A healthy mouth will ensure your child can speak, eat, and smile with confidence later in life. Although
baby teeth are only temporary, a long-term outlook toward dental care is still essential to setting your
child up for success. Baby teeth are still just as susceptible to decay as adult teeth, and one of the most
common ways that babies experience tooth decay is from baby bottles, sippy cups and straw cups. 

Sometimes called bottle rot, it’s important to know its causes and how to avoid them with the help of our pediatric dentist.

What is Baby Bottle Tooth Decay?

Bottle rot occurs when your baby drinks sugary liquids like milk or formula throughout the day frequently. 

This process encourages the growth of harmful bacteria and acid on the teeth, which wear away at the enamel and lead to decay. Over time, this consistent exposure can cause cavities and even more serious dental pain and infections. Many babies don’t show symptoms at first but if not treated early, it can lead to discomfort and more serious damage to the teeth.

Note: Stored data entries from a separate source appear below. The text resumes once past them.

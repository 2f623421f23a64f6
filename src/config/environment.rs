// ABOUTME: Environment configuration management for deployment-specific settings
// ABOUTME: Parses environment variables into typed server, weather, backend, and LLM settings
//
// SPDX-License-Identifier: MIT OR Apache-2.0
// Copyright (c) 2025 Pierre Fitness Intelligence

//! Environment-based configuration management for production deployment

use crate::constants::{backend, env_vars, llm, network, weather};
use crate::errors::{AppError, AppResult};
use serde::{Deserialize, Serialize};
use std::env;
use std::fmt;
use std::str::FromStr;
use tracing::info;

/// Environment type for logging and other deployment-specific behavior
#[derive(Debug, Clone, Copy, Serialize, Deserialize, PartialEq, Eq, Default)]
#[serde(rename_all = "lowercase")]
pub enum Environment {
    /// Local development
    #[default]
    Development,
    /// Production deployment
    Production,
    /// Test runs
    Testing,
}

impl Environment {
    /// Parse from string with fallback
    #[must_use]
    pub fn from_str_or_default(s: &str) -> Self {
        match s.to_lowercase().as_str() {
            "production" | "prod" => Self::Production,
            "testing" | "test" => Self::Testing,
            _ => Self::Development,
        }
    }

    /// Check if this is a production environment
    #[must_use]
    pub const fn is_production(&self) -> bool {
        matches!(self, Self::Production)
    }
}

impl fmt::Display for Environment {
    fn fmt(&self, f: &mut fmt::Formatter<'_>) -> fmt::Result {
        match self {
            Self::Development => write!(f, "development"),
            Self::Production => write!(f, "production"),
            Self::Testing => write!(f, "testing"),
        }
    }
}

/// Where weather snapshots come from
#[derive(Debug, Clone, Copy, Serialize, Deserialize, PartialEq, Eq, Default)]
#[serde(rename_all = "kebab-case")]
pub enum WeatherSourceKind {
    /// Live Open-Meteo forecast API
    #[default]
    OpenMeteo,
    /// Rows already cached in the hosted backend table
    Hosted,
}

impl FromStr for WeatherSourceKind {
    type Err = AppError;

    fn from_str(s: &str) -> Result<Self, Self::Err> {
        match s.trim().to_lowercase().as_str() {
            "open-meteo" | "openmeteo" => Ok(Self::OpenMeteo),
            "hosted" | "supabase" => Ok(Self::Hosted),
            other => Err(AppError::config_invalid("WEATHER_SOURCE", other)),
        }
    }
}

/// HTTP listener settings
#[derive(Debug, Clone, Serialize, Deserialize)]
pub struct HttpConfig {
    /// Bind address
    pub host: String,
    /// Bind port
    pub port: u16,
    /// Allowed CORS origins, `*` for any
    pub cors_allowed_origins: Vec<String>,
}

/// Weather provider settings
#[derive(Debug, Clone, Serialize, Deserialize)]
pub struct WeatherConfig {
    /// Selected provider
    pub source: WeatherSourceKind,
    /// Open-Meteo forecast base URL
    pub forecast_url: String,
    /// Open-Meteo geocoding base URL
    pub geocoding_url: String,
    /// Outbound request timeout
    pub request_timeout_secs: u64,
    /// Monitored city catalog, in batch order
    pub cities: Vec<String>,
}

/// Hosted database and realtime service settings
#[derive(Debug, Clone, Serialize, Deserialize)]
pub struct HostedBackendConfig {
    /// Project URL
    pub url: String,
    /// Public anon key sent as `apikey` and bearer token
    pub anon_key: String,
    /// Weather table name
    pub weather_table: String,
    /// Realtime publish throttle
    pub events_per_second: u32,
}

/// LLM credentials and endpoint
#[derive(Debug, Clone, Serialize, Deserialize)]
pub struct LlmConfig {
    /// Credential for the chat handler (`DEEPSEEK_API_KEY`)
    pub chat_api_key: Option<String>,
    /// Credential for the insights handler (`Deepseek_API_KEY`)
    pub insights_api_key: Option<String>,
    /// OpenAI-compatible base URL
    pub base_url: String,
    /// Model id
    pub model: String,
}

/// Dashboard poller settings
#[derive(Debug, Clone, Serialize, Deserialize)]
pub struct DashboardConfig {
    /// Start pollers at boot
    pub enabled: bool,
    /// Cities with a mounted card
    pub cities: Vec<String>,
}

/// Complete server configuration
#[derive(Debug, Clone, Serialize, Deserialize)]
pub struct ServerConfig {
    /// Deployment environment
    pub environment: Environment,
    /// HTTP listener
    pub http: HttpConfig,
    /// Weather provider
    pub weather: WeatherConfig,
    /// Hosted backend, present only when URL and key are both set
    pub backend: Option<HostedBackendConfig>,
    /// LLM endpoint and credentials
    pub llm: LlmConfig,
    /// Dashboard pollers
    pub dashboard: DashboardConfig,
}

impl ServerConfig {
    /// Load configuration from process environment variables
    ///
    /// # Errors
    ///
    /// Returns an error if a variable is present but invalid, or if the
    /// hosted weather source is selected without a hosted backend
    pub fn from_env() -> AppResult<Self> {
        info!("Loading configuration from environment variables");
        Self::from_lookup(|key| env::var(key).ok())
    }

    /// Load configuration through an arbitrary variable lookup
    ///
    /// Empty values are treated as unset.
    ///
    /// # Errors
    ///
    /// Same conditions as [`ServerConfig::from_env`]
    pub fn from_lookup<F>(lookup: F) -> AppResult<Self>
    where
        F: Fn(&str) -> Option<String>,
    {
        let get = |key: &str| lookup(key).filter(|value| !value.trim().is_empty());

        let environment = get("ENVIRONMENT")
            .map_or_else(Environment::default, |v| Environment::from_str_or_default(&v));

        let http = HttpConfig {
            host: get("HTTP_HOST").unwrap_or_else(|| network::DEFAULT_HTTP_HOST.to_owned()),
            port: parse_or("HTTP_PORT", get("HTTP_PORT"), network::DEFAULT_HTTP_PORT)?,
            cors_allowed_origins: parse_origins(
                get("CORS_ALLOWED_ORIGINS").as_deref().unwrap_or("*"),
            ),
        };

        let source = get("WEATHER_SOURCE")
            .map(|v| v.parse::<WeatherSourceKind>())
            .transpose()?
            .unwrap_or_default();

        let weather_config = WeatherConfig {
            source,
            forecast_url: get("OPEN_METEO_FORECAST_URL")
                .unwrap_or_else(|| weather::OPEN_METEO_FORECAST_URL.to_owned()),
            geocoding_url: get("OPEN_METEO_GEOCODING_URL")
                .unwrap_or_else(|| weather::OPEN_METEO_GEOCODING_URL.to_owned()),
            request_timeout_secs: parse_or(
                "WEATHER_REQUEST_TIMEOUT_SECS",
                get("WEATHER_REQUEST_TIMEOUT_SECS"),
                weather::WEATHER_REQUEST_TIMEOUT_SECS,
            )?,
            cities: get("WEATHER_CITIES").map_or_else(
                || to_owned_list(&weather::DEFAULT_MONITORED_CITIES),
                |v| parse_list(&v, ';'),
            ),
        };

        let backend = match (get("SUPABASE_URL"), get("SUPABASE_ANON_KEY")) {
            (Some(url), Some(anon_key)) => Some(HostedBackendConfig {
                url: url.trim_end_matches('/').to_owned(),
                anon_key,
                weather_table: get("SUPABASE_WEATHER_TABLE")
                    .unwrap_or_else(|| backend::DEFAULT_WEATHER_TABLE.to_owned()),
                events_per_second: parse_or(
                    "SUPABASE_EVENTS_PER_SECOND",
                    get("SUPABASE_EVENTS_PER_SECOND"),
                    backend::DEFAULT_EVENTS_PER_SECOND,
                )?,
            }),
            _ => None,
        };

        if source == WeatherSourceKind::Hosted && backend.is_none() {
            return Err(AppError::config_missing("SUPABASE_URL and SUPABASE_ANON_KEY"));
        }

        let llm_config = LlmConfig {
            chat_api_key: get(env_vars::CHAT_API_KEY),
            insights_api_key: get(env_vars::INSIGHTS_API_KEY),
            base_url: get("DEEPSEEK_BASE_URL")
                .unwrap_or_else(|| llm::DEEPSEEK_DEFAULT_BASE_URL.to_owned()),
            model: get("DEEPSEEK_MODEL").unwrap_or_else(|| llm::DEEPSEEK_DEFAULT_MODEL.to_owned()),
        };

        let dashboard = DashboardConfig {
            enabled: parse_or("DASHBOARD_ENABLED", get("DASHBOARD_ENABLED"), true)?,
            cities: get("DASHBOARD_CITIES").map_or_else(
                || to_owned_list(&weather::DEFAULT_DASHBOARD_CITIES),
                |v| parse_list(&v, ';'),
            ),
        };

        Ok(Self {
            environment,
            http,
            weather: weather_config,
            backend,
            llm: llm_config,
            dashboard,
        })
    }

    /// Socket address string for the HTTP listener
    #[must_use]
    pub fn bind_address(&self) -> String {
        format!("{}:{}", self.http.host, self.http.port)
    }

    /// Log-safe configuration summary
    #[must_use]
    pub fn summary(&self) -> String {
        format!(
            "Weatherdash Server Configuration:\n\
             - Environment: {}\n\
             - HTTP: {}\n\
             - Weather Source: {:?} ({} cities)\n\
             - Hosted Backend: {}\n\
             - Chat LLM Key: {}\n\
             - Insights LLM Key: {}\n\
             - LLM Model: {}\n\
             - Dashboard: {}",
            self.environment,
            self.bind_address(),
            self.weather.source,
            self.weather.cities.len(),
            self.backend.as_ref().map_or("Disabled", |_| "Enabled"),
            presence(self.llm.chat_api_key.as_ref()),
            presence(self.llm.insights_api_key.as_ref()),
            self.llm.model,
            if self.dashboard.enabled {
                "Enabled"
            } else {
                "Disabled"
            },
        )
    }
}

fn presence(value: Option<&String>) -> &'static str {
    if value.is_some() {
        "Present"
    } else {
        "Missing"
    }
}

fn parse_or<T: FromStr>(key: &str, value: Option<String>, default: T) -> AppResult<T> {
    value.map_or(Ok(default), |raw| {
        raw.trim()
            .parse()
            .map_err(|_| AppError::config_invalid(key, &raw))
    })
}

fn to_owned_list(items: &[&str]) -> Vec<String> {
    items.iter().map(|item| (*item).to_owned()).collect()
}

/// Parse a city list
///
/// City names carry a `", CC"` country hint, so the separator is `;`.
/// A value without `;` falls back to comma separation.
fn parse_list(raw: &str, separator: char) -> Vec<String> {
    let separator = if raw.contains(separator) { separator } else { ',' };
    raw.split(separator)
        .map(|s| s.trim().to_owned())
        .filter(|s| !s.is_empty())
        .collect()
}

/// Parse comma-separated CORS origins
fn parse_origins(origins_str: &str) -> Vec<String> {
    if origins_str.trim() == "*" {
        vec!["*".to_owned()]
    } else {
        origins_str
            .split(',')
            .map(|s| s.trim().to_owned())
            .filter(|s| !s.is_empty())
            .collect()
    }
}

#[cfg(test)]
mod tests {
    use super::*;

    #[test]
    fn test_parse_origins() {
        assert_eq!(parse_origins("*"), vec!["*"]);
        assert_eq!(
            parse_origins("http://a.test, http://b.test ,"),
            vec!["http://a.test", "http://b.test"]
        );
    }

    #[test]
    fn test_parse_list_prefers_semicolons() {
        assert_eq!(
            parse_list("London, GB; Paris, FR", ';'),
            vec!["London, GB", "Paris, FR"]
        );
        assert_eq!(parse_list("London,Paris", ';'), vec!["London", "Paris"]);
    }

    #[test]
    fn test_environment_parse() {
        assert_eq!(
            Environment::from_str_or_default("PROD"),
            Environment::Production
        );
        assert_eq!(
            Environment::from_str_or_default("anything"),
            Environment::Development
        );
    }
}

What Causes Baby Bottle Tooth Decay?

Consistent exposure to sugary drinks causes tooth decay, but there are a few culprits that are specific to
babies. They include:

  • Falling asleep with a bottle in their mouth
  • Consuming sugary drinks, milk, or breast milk before sleeping without cleaning the teeth and mouth afterwards
  • Frequent feeding otherwise known as “grazing” throughout the day
  • Sharing utensils
  • Constant and/or long-term pacifier use

These things promote bacterial growth and without proper oral care, it can lead to decay later on.

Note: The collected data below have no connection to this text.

// ABOUTME: Dependency injection context shared by every HTTP handler
// ABOUTME: Collaborators are constructed once at startup and passed explicitly
//
// SPDX-License-Identifier: MIT OR Apache-2.0
// Copyright (c) 2025 Pierre Fitness Intelligence

//! Server context
//!
//! There are no process-wide singletons. The binary builds one
//! [`ServerContext`] from configuration and hands it to the router; tests
//! build one around stub collaborators.

/// Server context container
pub mod server;

pub use server::ServerContext;
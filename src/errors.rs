// ABOUTME: Unified error handling re-exported from the core crate
// ABOUTME: Gives server modules a stable `crate::errors` import path
//
// SPDX-License-Identifier: MIT OR Apache-2.0
// Copyright (c) 2025 Pierre Fitness Intelligence

//! # Unified Error Handling System
//!
//! Error types live in `weatherdash_core::errors` so that both crates share one
//! taxonomy. This module re-exports them.

pub use weatherdash_core::errors::{
    AppError, AppResult, ErrorCode, ErrorResponse, ErrorResponseDetails,
};
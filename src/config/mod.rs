// ABOUTME: Configuration management module for centralized server settings and parameters
// ABOUTME: Environment-only configuration; no config files are read
//
// SPDX-License-Identifier: MIT OR Apache-2.0
// Copyright (c) 2025 Pierre Fitness Intelligence

//! Configuration module for the weatherdash server

/// Environment and server configuration
pub mod environment;

pub use environment::{
    DashboardConfig, Environment, HostedBackendConfig, HttpConfig, LlmConfig, ServerConfig,
    WeatherConfig, WeatherSourceKind,
};
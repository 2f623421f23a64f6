// ABOUTME: Dashboard polling cadence constants for city cards and the insights widget
// ABOUTME: Stale times, refetch intervals, and retry policy shared by all pollers
//
// SPDX-License-Identifier: MIT OR Apache-2.0
// Copyright (c) 2025 Pierre Fitness Intelligence

/// City card data becomes stale after 5 minutes
pub const CITY_CARD_STALE_SECS: u64 = 300;

/// City cards refetch every 10 minutes
pub const CITY_CARD_REFETCH_SECS: u64 = 600;

/// Global insights become stale after 10 minutes
pub const GLOBAL_INSIGHTS_STALE_SECS: u64 = 600;

/// Global insights refetch every 15 minutes
pub const GLOBAL_INSIGHTS_REFETCH_SECS: u64 = 900;

/// Retries after the first failed attempt
pub const DEFAULT_RETRY_COUNT: u32 = 3;

/// Fixed delay between retries in milliseconds
pub const DEFAULT_RETRY_DELAY_MS: u64 = 1_000;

How to Prevent Baby Bottle Tooth Decay

There are four ways to prevent exposure to bacteria and prevent further damage.

1. Keep up on AAP guidelines for cleaning

The American Academy of Pediatrics recommends that for babies under 12 months old, you gently wipe
the gums clean with a soft washcloth. Once the first tooth emerges, use a soft baby toothbrush and a
tiny amount of fluoride toothpaste to gently brush. For children 1-3 years old, use a soft bristle
toothbrush and fluoride toothpaste, gently brushing their teeth twice daily for at least two minutes. The
best times to brush are before bed and after breakfast.

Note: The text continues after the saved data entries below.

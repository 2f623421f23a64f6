// ABOUTME: Weather data model shared by providers, queries, AI handlers, and the dashboard
// ABOUTME: Defines snapshots, condition labels, global insights, alerts, and API statistics
//
// SPDX-License-Identifier: MIT OR Apache-2.0
// Copyright (c) 2025 Pierre Fitness Intelligence

use chrono::{DateTime, Utc};
use serde::{Deserialize, Serialize};
use std::fmt;

/// Current weather for one city, as returned by a provider
#[derive(Debug, Clone, PartialEq, Serialize, Deserialize)]
#[serde(rename_all = "camelCase")]
pub struct WeatherSnapshot {
    /// `"City, CC"` label
    pub location: String,
    /// Air temperature in °C
    pub temperature: f64,
    /// Relative humidity, 0-100
    pub humidity: f64,
    /// Precipitation in mm
    pub precipitation: f64,
    /// Wind speed in km/h
    pub wind_speed: f64,
    /// Surface pressure in hPa
    pub pressure: f64,
    /// Condition label, see [`WeatherCondition::label`]
    pub weather_condition: String,
    /// Observation time
    pub timestamp: DateTime<Utc>,
    /// Provider that produced the snapshot
    pub api_source: String,
}

impl WeatherSnapshot {
    /// City name without the country hint
    #[must_use]
    pub fn city_name(&self) -> &str {
        short_name(&self.location)
    }

    /// Parsed condition, `None` for labels no variant recognizes
    #[must_use]
    pub fn condition(&self) -> Option<WeatherCondition> {
        WeatherCondition::from_label(&self.weather_condition)
    }

    /// True when every measured value matches `other`
    #[must_use]
    pub fn same_readings(&self, other: &Self) -> bool {
        self.location == other.location
            && (self.temperature - other.temperature).abs() < f64::EPSILON
            && (self.humidity - other.humidity).abs() < f64::EPSILON
            && (self.precipitation - other.precipitation).abs() < f64::EPSILON
            && (self.wind_speed - other.wind_speed).abs() < f64::EPSILON
            && (self.pressure - other.pressure).abs() < f64::EPSILON
            && self.weather_condition == other.weather_condition
    }
}

/// Text before the first comma, trimmed
#[must_use]
pub fn short_name(location: &str) -> &str {
    location.split(',').next().unwrap_or(location).trim()
}

/// Uppercased country part of a `"Name, CC"` label, with UK read as GB
#[must_use]
pub fn country_hint(location: &str) -> Option<String> {
    let (_, rest) = location.split_once(',')?;
    let hint = rest.trim().to_uppercase();
    match hint.as_str() {
        "" => None,
        "UK" => Some("GB".to_owned()),
        _ => Some(hint),
    }
}

/// Weather condition categories derived from WMO weather codes
#[derive(Debug, Clone, Copy, PartialEq, Eq, Hash, Serialize, Deserialize)]
pub enum WeatherCondition {
    /// Clear sky
    Clear,
    /// Mainly clear to partly cloudy
    PartlyCloudy,
    /// Overcast
    Cloudy,
    /// Fog or depositing rime fog
    Fog,
    /// Light to dense drizzle
    Drizzle,
    /// Slight to moderate rain
    Rain,
    /// Heavy rain or violent showers
    HeavyRain,
    /// Snow fall, grains, or showers
    Snow,
    /// Freezing drizzle or rain
    Sleet,
    /// Thunderstorm, with or without hail
    Thunderstorm,
}

impl WeatherCondition {
    /// Map a WMO weather interpretation code
    #[must_use]
    pub const fn from_wmo_code(code: i32) -> Self {
        match code {
            1..=2 => Self::PartlyCloudy,
            3 => Self::Cloudy,
            45 | 48 => Self::Fog,
            51 | 53 | 55 => Self::Drizzle,
            56 | 57 | 66 | 67 => Self::Sleet,
            61 | 63 | 80 => Self::Rain,
            65 | 81 | 82 => Self::HeavyRain,
            71 | 73 | 75 | 77 | 85 | 86 => Self::Snow,
            95 | 96 | 99 => Self::Thunderstorm,
            _ => Self::Clear,
        }
    }

    /// Display label stored in snapshots
    #[must_use]
    pub const fn label(self) -> &'static str {
        match self {
            Self::Clear => "Clear",
            Self::PartlyCloudy => "Partly Cloudy",
            Self::Cloudy => "Cloudy",
            Self::Fog => "Fog",
            Self::Drizzle => "Drizzle",
            Self::Rain => "Rain",
            Self::HeavyRain => "Heavy Rain",
            Self::Snow => "Snow",
            Self::Sleet => "Sleet",
            Self::Thunderstorm => "Thunderstorm",
        }
    }

    /// Parse a label, accepting the adjective forms older rows used
    #[must_use]
    pub fn from_label(label: &str) -> Option<Self> {
        match label.trim().to_lowercase().as_str() {
            "clear" | "sunny" => Some(Self::Clear),
            "partly cloudy" | "partly-cloudy" | "mainly clear" => Some(Self::PartlyCloudy),
            "cloudy" | "overcast" => Some(Self::Cloudy),
            "fog" | "foggy" | "mist" => Some(Self::Fog),
            "drizzle" => Some(Self::Drizzle),
            "rain" | "rainy" | "showers" => Some(Self::Rain),
            "heavy rain" => Some(Self::HeavyRain),
            "snow" | "snowy" => Some(Self::Snow),
            "sleet" | "freezing rain" => Some(Self::Sleet),
            "thunderstorm" | "stormy" | "storm" => Some(Self::Thunderstorm),
            _ => None,
        }
    }
}

impl fmt::Display for WeatherCondition {
    fn fmt(&self, f: &mut fmt::Formatter<'_>) -> fmt::Result {
        f.write_str(self.label())
    }
}

/// A named temperature extreme
#[derive(Debug, Clone, PartialEq, Serialize, Deserialize)]
pub struct CityExtreme {
    /// Location label
    pub name: String,
    /// Temperature in °C
    pub temperature: f64,
}

/// Aggregate statistics over a batch of snapshots
#[derive(Debug, Clone, PartialEq, Serialize, Deserialize)]
#[serde(rename_all = "camelCase")]
pub struct GlobalInsights {
    /// Snapshots in the batch
    pub total_cities_monitored: usize,
    /// Mean temperature rounded to one decimal
    pub average_temperature: f64,
    /// Cities whose alert severity is at least a warning
    pub cities_with_alerts: usize,
    /// Lowest temperature in the batch
    pub coolest_city: Option<CityExtreme>,
    /// Highest temperature in the batch
    pub warmest_city: Option<CityExtreme>,
    /// Computation time
    pub generated_at: DateTime<Utc>,
}

/// Alert severity, ordered from harmless to dangerous
#[derive(Debug, Clone, Copy, PartialEq, Eq, PartialOrd, Ord, Hash, Serialize, Deserialize)]
#[serde(rename_all = "lowercase")]
pub enum AlertSeverity {
    /// Nothing notable
    None,
    /// Worth knowing about
    Advisory,
    /// Conditions that disrupt plans
    Warning,
    /// Dangerous conditions
    Severe,
}

impl AlertSeverity {
    /// Whether this level counts toward `citiesWithAlerts`
    #[must_use]
    pub const fn is_alert(self) -> bool {
        matches!(self, Self::Warning | Self::Severe)
    }
}

/// Alert assessment for one city
#[derive(Debug, Clone, PartialEq, Serialize, Deserialize)]
#[serde(rename_all = "camelCase")]
pub struct WeatherAlert {
    /// Location label
    pub city: String,
    /// Highest severity among the triggered rules
    pub severity: AlertSeverity,
    /// One sentence per triggered rule
    pub reasons: Vec<String>,
    /// Snapshot the assessment ran on
    pub snapshot: WeatherSnapshot,
}

/// Usage counters of the query layer
#[derive(Debug, Clone, PartialEq, Eq, Serialize, Deserialize)]
#[serde(rename_all = "camelCase")]
pub struct WeatherApiStats {
    /// Query calls served
    pub total_requests: u64,
    /// Cache lookups that found a live entry
    pub cache_hits: u64,
    /// Cache lookups that found nothing
    ///
    /// Counted per key level, so a cold insights query over `n` cities
    /// records `n + 2` misses: insights, batch and each city.
    pub cache_misses: u64,
    /// Provider calls that failed
    pub upstream_errors: u64,
    /// Provider name
    pub api_source: String,
    /// Most recent query time
    pub last_request_at: Option<DateTime<Utc>>,
}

2. Only put formula or milk in baby bottles

Giving your baby drinks that are high in sugar content can put them at further risk for tooth decay. Avoid
sugar water, juice, Pediasure or soft drinks. Stick to formula, milk, or water in their bottles.

3. Don’t let them fall asleep with a bottle

Although it may help them sleep, using a bottle as a pacifier can expose your baby’s teeth to sugar and bacteria while they sleep. If you must give them a bottle to sleep with, clean it thoroughly and put water in it instead.

4. Visit a pediatric dentist regularly

Your baby’s pediatric dentist can help keep an eye on any tooth decay and help you learn the best ways
to keep your child’s oral health in good shape. Make sure to schedule your child for regular checkups
and follow your pediatric dentist’s recommendations.

Schedule an Appointment

The best way to ensure your child keeps their teeth healthy is by partnering with Sprout Kids Dentistry.
To get started, contact our Quincy, MA office by calling or filling out our online form.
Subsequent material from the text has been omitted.